La bonne conservation du tas d’ensilage passe par la pose d’une couverture parfaitement hermétique. Si la qualité des bâches est déterminante, le lestage intégral ne semble pas incontournable.

Les fameux pneus utilisés comme lests sur les tas d’ensilage sont de plus en plus écartés par les agriculteurs, en raison des contraintes liés à leur manipulation, aux risques de perçage des bâches et aux problèmes de santé causés aux animaux par les limailles de fer. Pour assurer une couverture hermétique des silos, il existe heureusement d’autres solutions sanitairement plus sûres, moins pénibles à mettre en œuvre et tout aussi efficaces. Quoi qu’il en soit, la bâche neuve placée au contact du fourrage reste incontournable. Sa qualité et surtout sa faculté à faire barrière au passage de l’oxygène sont déterminantes dans la conservation du fourrage. Cela peut surprendre, mais le film noir historiquement utilisé, d’une épaisseur de 150 à 180 microns, laisse passer de 300 à 1 000 cm3 d’oxygène par mètre carré par 24 heures. Ce défaut d’étanchéité se traduit par une entrée d’air dans le silo, générant des mauvaises fermentations dégradant la qualité nutritionnelle. Les films plus performants, certes plus chers, réduisent considérablement l’entrée d’oxygène dans le tas et sont à privilégier pour une conservation optimale. Leur taux de transfert descend pour certains à 5 cm3 par mètre carré par 24 heures pour des épaisseurs de 45 ou 80 microns.
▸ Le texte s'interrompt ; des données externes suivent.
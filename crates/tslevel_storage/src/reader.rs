//! Shared reader pool and header cache.
//!
//! Queries open data files through a [`ReaderPool`] and look up time
//! ranges through a [`MetadataCache`]. Both are keyed by path, and both
//! must forget a path before the file behind it is renamed away.

use crate::error::StorageResult;
use crate::tsfile::{TsFileMeta, TsFileReader};
use parking_lot::{Mutex, RwLock};
use std::collections::HashMap;
use std::path::{Path, PathBuf};
use std::sync::Arc;

/// Pool of opened, verified data files.
#[derive(Debug, Default)]
pub struct ReaderPool {
    readers: Mutex<HashMap<PathBuf, Arc<TsFileReader>>>,
}

impl ReaderPool {
    /// Creates an empty pool.
    #[must_use]
    pub fn new() -> Self {
        Self::default()
    }

    /// Returns the reader for `path`, opening it on first use.
    ///
    /// # Errors
    ///
    /// Returns an error if the file cannot be opened or verified.
    pub fn get(&self, path: &Path) -> StorageResult<Arc<TsFileReader>> {
        let mut readers = self.readers.lock();
        if let Some(reader) = readers.get(path) {
            return Ok(Arc::clone(reader));
        }
        let reader = Arc::new(TsFileReader::open(path)?);
        readers.insert(path.to_path_buf(), Arc::clone(&reader));
        Ok(reader)
    }

    /// Drops the reader for `path`. Returns whether one was open.
    pub fn close_and_evict(&self, path: &Path) -> bool {
        self.readers.lock().remove(path).is_some()
    }

    /// Returns true if a reader for `path` is open.
    #[must_use]
    pub fn is_open(&self, path: &Path) -> bool {
        self.readers.lock().contains_key(path)
    }

    /// Number of open readers.
    #[must_use]
    pub fn len(&self) -> usize {
        self.readers.lock().len()
    }

    /// Returns true if no reader is open.
    #[must_use]
    pub fn is_empty(&self) -> bool {
        self.len() == 0
    }
}

/// Cache of data file headers.
#[derive(Debug, Default)]
pub struct MetadataCache {
    entries: RwLock<HashMap<PathBuf, TsFileMeta>>,
}

impl MetadataCache {
    /// Creates an empty cache.
    #[must_use]
    pub fn new() -> Self {
        Self::default()
    }

    /// Returns the header of `path`, reading it on a miss.
    ///
    /// # Errors
    ///
    /// Returns an error if the header cannot be read.
    pub fn get_or_load(&self, path: &Path) -> StorageResult<TsFileMeta> {
        if let Some(meta) = self.entries.read().get(path) {
            return Ok(*meta);
        }
        let meta = TsFileReader::read_meta(path)?;
        self.entries.write().insert(path.to_path_buf(), meta);
        Ok(meta)
    }

    /// Forgets `path`. Returns whether an entry was present.
    pub fn invalidate(&self, path: &Path) -> bool {
        self.entries.write().remove(path).is_some()
    }

    /// Number of cached headers.
    #[must_use]
    pub fn len(&self) -> usize {
        self.entries.read().len()
    }

    /// Returns true if nothing is cached.
    #[must_use]
    pub fn is_empty(&self) -> bool {
        self.len() == 0
    }
}

#[cfg(test)]
mod tests {
    use super::*;
    use crate::tsfile::{DataPoint, TsFileWriter};
    use tempfile::tempdir;

    fn make_file(dir: &Path, name: &str) -> PathBuf {
        let path = dir.join(name);
        let mut writer = TsFileWriter::new(&path);
        writer.write(DataPoint::new("s1", 7, 1.5)).unwrap();
        writer.finish().unwrap();
        path
    }

    #[test]
    fn pool_reuses_open_reader() {
        let dir = tempdir().unwrap();
        let path = make_file(dir.path(), "1-1-0.tsfile");
        let pool = ReaderPool::new();

        let a = pool.get(&path).unwrap();
        let b = pool.get(&path).unwrap();
        assert!(Arc::ptr_eq(&a, &b));
        assert_eq!(pool.len(), 1);
    }

    #[test]
    fn evict_is_idempotent() {
        let dir = tempdir().unwrap();
        let path = make_file(dir.path(), "1-1-0.tsfile");
        let pool = ReaderPool::new();
        pool.get(&path).unwrap();

        assert!(pool.close_and_evict(&path));
        assert!(!pool.close_and_evict(&path));
        assert!(!pool.close_and_evict(Path::new("/never/opened")));
        assert!(pool.is_empty());
    }

    #[test]
    fn metadata_cache_invalidation() {
        let dir = tempdir().unwrap();
        let path = make_file(dir.path(), "1-1-0.tsfile");
        let cache = MetadataCache::new();

        assert_eq!(cache.get_or_load(&path).unwrap().min_time, 7);
        assert_eq!(cache.len(), 1);
        assert!(cache.invalidate(&path));
        assert!(!cache.invalidate(&path));
        assert!(cache.is_empty());
    }
}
Le tassage plus important que le lestage

« L’incidence sur la fermentation de la perméabilité à l’oxygène ne se détecte pas forcément visuellement. En effet, nos différents suivis de qualité de tas d’ensilage nous ont amenés à constater que les pertes fermentaires peuvent dépasser 15 % sans formation de moisissure, sachant qu’elles sont de l’ordre de 5 à 7 % dans les meilleures conditions, des valeurs incompressibles », souligne Olivier Raux, de la société ornaise Elvup. Le conseiller en élevage met aussi en garde par rapport à la faculté de la bâche à stopper les rayons ultraviolets pour limiter la montée en température dans le silo. « Le surcoût d’un film performant s’amortit largement par la préservation de la qualité du fourrage », remarque-t-il.
Sur le plan du lestage, Laurent Jumeline, chargé de développement en productions végétales à la coopérative Agrial, a un avis bien tranché : « la pose de sacs n’a pour seule fonction que de maintenir la couverture. Le plus important dans la confection du silo est le tassage. Il faut mettre en œuvre les moyens nécessaires pour obtenir une densité de fourrage de 220 à 250 kg/m3, un niveau auquel il est difficile de piquer une fourche à main dans le tas ». Il conseille alors d’éviter les silos taupinières et de ne pas monter l’ensilage à plus de 50 centimètres au-dessus des murs. « Il est difficile de tasser correctement sur les bords et, par conséquent, la densité descend à ces endroits entre 160 et 180 kg/m3, lorsque le silo dépasse d’un mètre par rapport au mur. Dans ce cas, l’air emprisonné contribue au développement des fermentations aérobies à l’origine des pertes », précise-t-il.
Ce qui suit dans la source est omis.